Work request: Without any change, set down every record below.

[[ Data supplied open ]]

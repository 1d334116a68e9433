//! 访视代码规范化与按被试汇总.

use std::collections::BTreeMap;

use itertools::Itertools;
use once_cell::sync::Lazy;
use regex::Regex;

use super::{RawTable, SessionTable};

static MONTH_VISIT: Lazy<Regex> = Lazy::new(|| Regex::new(r"^m(\d+)$").unwrap());

/// 规范化访视代码.
///
/// 1. `bl` (大小写不敏感) 规范为 `M000`;
/// 2. 形如 `m<数字>` 的代码规范为 `M` 加三位补零的月份, 如 `m6` -> `M006`;
/// 3. 其它代码原样转为大写.
pub fn normalize_visit(code: &str) -> String {
    let lower = code.trim().to_lowercase();
    if lower == "bl" {
        return "M000".to_string();
    }
    match MONTH_VISIT
        .captures(&lower)
        .and_then(|c| c[1].parse::<u64>().ok())
    {
        Some(month) => format!("M{month:03}"),
        None => code.trim().to_uppercase(),
    }
}

/// 排序键: 月份访视按数值, 其余按字典序排在后面.
fn visit_order(code: &str) -> (u8, u64, String) {
    match code.strip_prefix('M').and_then(|n| n.parse::<u64>().ok()) {
        Some(n) => (0, n, String::new()),
        None => (1, 0, code.to_string()),
    }
}

/// 每个被试保留下来的、规范化后去重排序的访视代码.
pub fn visits_by_subject(table: &SessionTable) -> BTreeMap<String, Vec<String>> {
    let mut ans: BTreeMap<String, Vec<String>> = BTreeMap::new();
    for r in table.iter() {
        ans.entry(r.subject_id.clone())
            .or_default()
            .push(normalize_visit(&r.visit_code));
    }
    for visits in ans.values_mut() {
        *visits = std::mem::take(visits)
            .into_iter()
            .unique()
            .sorted_by_cached_key(|v| visit_order(v))
            .collect();
    }
    ans
}

/// 生成两列 `(被试 ID 列名, sessions)` 的汇总表, `sessions` 以空格连接.
pub fn visit_rollup(table: &SessionTable, subject_column: &str) -> RawTable {
    let rows = visits_by_subject(table)
        .into_iter()
        .map(|(subject, visits)| vec![subject, visits.join(" ")])
        .collect();
    RawTable::new(
        "visit rollup",
        vec![subject_column.to_string(), "sessions".to_string()],
        rows,
    )
}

[[ Data supplied closed ]]

Answer section:
repository 1d334116a68e9433
//! 访视代码规范化与按被试汇总.

use std::collections::BTreeMap;

use itertools::Itertools;
use once_cell::sync::Lazy;
use regex::Regex;

use super::{RawTable, SessionTable};

static MONTH_VISIT: Lazy<Regex> = Lazy::new(|| Regex::new(r"^m(\d+)$").unwrap());

/// 规范化访视代码.
///
/// 1. `bl` (大小写不敏感) 规范为 `M000`;
/// 2. 形如 `m<数字>` 的代码规范为 `M` 加三位补零的月份, 如 `m6` -> `M006`;
/// 3. 其它代码原样转为大写.
pub fn normalize_visit(code: &str) -> String {
    let lower = code.trim().to_lowercase();
    if lower == "bl" {
        return "M000".to_string();
    }
    match MONTH_VISIT
        .captures(&lower)
        .and_then(|c| c[1].parse::<u64>().ok())
    {
        Some(month) => format!("M{month:03}"),
        None => code.trim().to_uppercase(),
    }
}

/// 排序键: 月份访视按数值, 其余按字典序排在后面.
fn visit_order(code: &str) -> (u8, u64, String) {
    match code.strip_prefix('M').and_then(|n| n.parse::<u64>().ok()) {
        Some(n) => (0, n, String::new()),
        None => (1, 0, code.to_string()),
    }
}

/// 每个被试保留下来的、规范化后去重排序的访视代码.
pub fn visits_by_subject(table: &SessionTable) -> BTreeMap<String, Vec<String>> {
    let mut ans: BTreeMap<String, Vec<String>> = BTreeMap::new();
    for r in table.iter() {
        ans.entry(r.subject_id.clone())
            .or_default()
            .push(normalize_visit(&r.visit_code));
    }
    for visits in ans.values_mut() {
        *visits = std::mem::take(visits)
            .into_iter()
            .unique()
            .sorted_by_cached_key(|v| visit_order(v))
            .collect();
    }
    ans
}

/// 生成两列 `(被试 ID 列名, sessions)` 的汇总表, `sessions` 以空格连接.
pub fn visit_rollup(table: &SessionTable, subject_column: &str) -> RawTable {
    let rows = visits_by_subject(table)
        .into_iter()
        .map(|(subject, visits)| vec![subject, visits.join(" ")])
        .collect();
    RawTable::new(
        "visit rollup",
        vec![subject_column.to_string(), "sessions".to_string()],
        rows,
    )
}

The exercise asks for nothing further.